◆ **Work to complete**:
An exact transcription of all the data is the expected reply.

[Stored items]
* * * * * * *
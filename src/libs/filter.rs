//! Filter and search engine.
//!
//! A pure function narrowing a record collection for display. Evaluation
//! order is fixed:
//!
//! 1. categorical selectors (status, type/tab) keep exact matches only,
//!    ignoring ASCII case, unless set to [`Selector::All`];
//! 2. a non-empty search term keeps records where at least one designated
//!    text field contains the term, case-insensitively, as a plain substring.
//!
//! An empty result is a normal outcome, not an error.
//!
//! ## Usage
//!
//! ```rust
//! use campus::libs::filter::{filter, Criteria};
//! use campus::store::seed;
//!
//! let notices = seed::notices();
//! let hits = filter(&notices, &Criteria::search("MAINTENANCE"));
//! assert_eq!(hits.len(), 1);
//! assert_eq!(hits[0].title, "System Maintenance");
//! ```

use crate::libs::record::Record;
use crate::libs::workflow::Status;
use std::convert::Infallible;
use std::fmt;
use std::str::FromStr;

/// Sentinel value accepted from the command line for "no restriction".
pub const ALL: &str = "all";

#[derive(Debug, Clone, Default, PartialEq, Eq)]
pub enum Selector {
    #[default]
    All,
    Only(String),
}

impl Selector {
    pub fn only(value: impl Into<String>) -> Self {
        Selector::Only(value.into())
    }

    fn accepts(&self, value: Option<&str>) -> bool {
        match self {
            Selector::All => true,
            Selector::Only(expected) => value.is_some_and(|value| value.eq_ignore_ascii_case(expected)),
        }
    }
}

impl FromStr for Selector {
    type Err = Infallible;

    fn from_str(s: &str) -> Result<Self, Self::Err> {
        let s = s.trim();
        if s.is_empty() || s.eq_ignore_ascii_case(ALL) {
            Ok(Selector::All)
        } else {
            Ok(Selector::Only(s.to_lowercase()))
        }
    }
}

impl fmt::Display for Selector {
    fn fmt(&self, f: &mut fmt::Formatter<'_>) -> fmt::Result {
        match self {
            Selector::All => f.write_str(ALL),
            Selector::Only(value) => f.write_str(value),
        }
    }
}

#[derive(Debug, Clone, Default, PartialEq, Eq)]
pub struct Criteria {
    pub status: Selector,
    pub kind: Selector,
    pub search: String,
}

impl Criteria {
    pub fn search(term: impl Into<String>) -> Self {
        Criteria {
            search: term.into(),
            ..Default::default()
        }
    }

    pub fn with_status<S: Status>(mut self, status: S) -> Self {
        self.status = Selector::only(status.as_str());
        self
    }

    pub fn with_kind(mut self, kind: impl Into<String>) -> Self {
        self.kind = Selector::only(kind);
        self
    }

    pub fn with_search(mut self, term: impl Into<String>) -> Self {
        self.search = term.into();
        self
    }

    pub fn is_searching(&self) -> bool {
        !self.search.is_empty()
    }

    pub fn matches<R: Record>(&self, record: &R) -> bool {
        if !self.status.accepts(record.status_key()) || !self.kind.accepts(record.kind_key()) {
            return false;
        }
        if self.search.is_empty() {
            return true;
        }
        let term = self.search.to_lowercase();
        record.search_fields().iter().any(|field| field.to_lowercase().contains(&term))
    }
}

/// Returns the visible subset of `records`, preserving their order.
pub fn filter<'a, R: Record>(records: &'a [R], criteria: &Criteria) -> Vec<&'a R> {
    records.iter().filter(|record| criteria.matches(*record)).collect()
}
* * * * * * *
◆ **Answer box**:
filename src/libs/filter.rs
//! Filter and search engine.
//!
//! A pure function narrowing a record collection for display. Evaluation
//! order is fixed:
//!
//! 1. categorical selectors (status, type/tab) keep exact matches only,
//!    ignoring ASCII case, unless set to [`Selector::All`];
//! 2. a non-empty search term keeps records where at least one designated
//!    text field contains the term, case-insensitively, as a plain substring.
//!
//! An empty result is a normal outcome, not an error.
//!
//! ## Usage
//!
//! ```rust
//! use campus::libs::filter::{filter, Criteria};
//! use campus::store::seed;
//!
//! let notices = seed::notices();
//! let hits = filter(&notices, &Criteria::search("MAINTENANCE"));
//! assert_eq!(hits.len(), 1);
//! assert_eq!(hits[0].title, "System Maintenance");
//! ```

use crate::libs::record::Record;
use crate::libs::workflow::Status;
use std::convert::Infallible;
use std::fmt;
use std::str::FromStr;

/// Sentinel value accepted from the command line for "no restriction".
pub const ALL: &str = "all";

#[derive(Debug, Clone, Default, PartialEq, Eq)]
pub enum Selector {
    #[default]
    All,
    Only(String),
}

impl Selector {
    pub fn only(value: impl Into<String>) -> Self {
        Selector::Only(value.into())
    }

    fn accepts(&self, value: Option<&str>) -> bool {
        match self {
            Selector::All => true,
            Selector::Only(expected) => value.is_some_and(|value| value.eq_ignore_ascii_case(expected)),
        }
    }
}

impl FromStr for Selector {
    type Err = Infallible;

    fn from_str(s: &str) -> Result<Self, Self::Err> {
        let s = s.trim();
        if s.is_empty() || s.eq_ignore_ascii_case(ALL) {
            Ok(Selector::All)
        } else {
            Ok(Selector::Only(s.to_lowercase()))
        }
    }
}

impl fmt::Display for Selector {
    fn fmt(&self, f: &mut fmt::Formatter<'_>) -> fmt::Result {
        match self {
            Selector::All => f.write_str(ALL),
            Selector::Only(value) => f.write_str(value),
        }
    }
}

#[derive(Debug, Clone, Default, PartialEq, Eq)]
pub struct Criteria {
    pub status: Selector,
    pub kind: Selector,
    pub search: String,
}

impl Criteria {
    pub fn search(term: impl Into<String>) -> Self {
        Criteria {
            search: term.into(),
            ..Default::default()
        }
    }

    pub fn with_status<S: Status>(mut self, status: S) -> Self {
        self.status = Selector::only(status.as_str());
        self
    }

    pub fn with_kind(mut self, kind: impl Into<String>) -> Self {
        self.kind = Selector::only(kind);
        self
    }

    pub fn with_search(mut self, term: impl Into<String>) -> Self {
        self.search = term.into();
        self
    }

    pub fn is_searching(&self) -> bool {
        !self.search.is_empty()
    }

    pub fn matches<R: Record>(&self, record: &R) -> bool {
        if !self.status.accepts(record.status_key()) || !self.kind.accepts(record.kind_key()) {
            return false;
        }
        if self.search.is_empty() {
            return true;
        }
        let term = self.search.to_lowercase();
        record.search_fields().iter().any(|field| field.to_lowercase().contains(&term))
    }
}

/// Returns the visible subset of `records`, preserving their order.
pub fn filter<'a, R: Record>(records: &'a [R], criteria: &Criteria) -> Vec<&'a R> {
    records.iter().filter(|record| criteria.matches(*record)).collect()
}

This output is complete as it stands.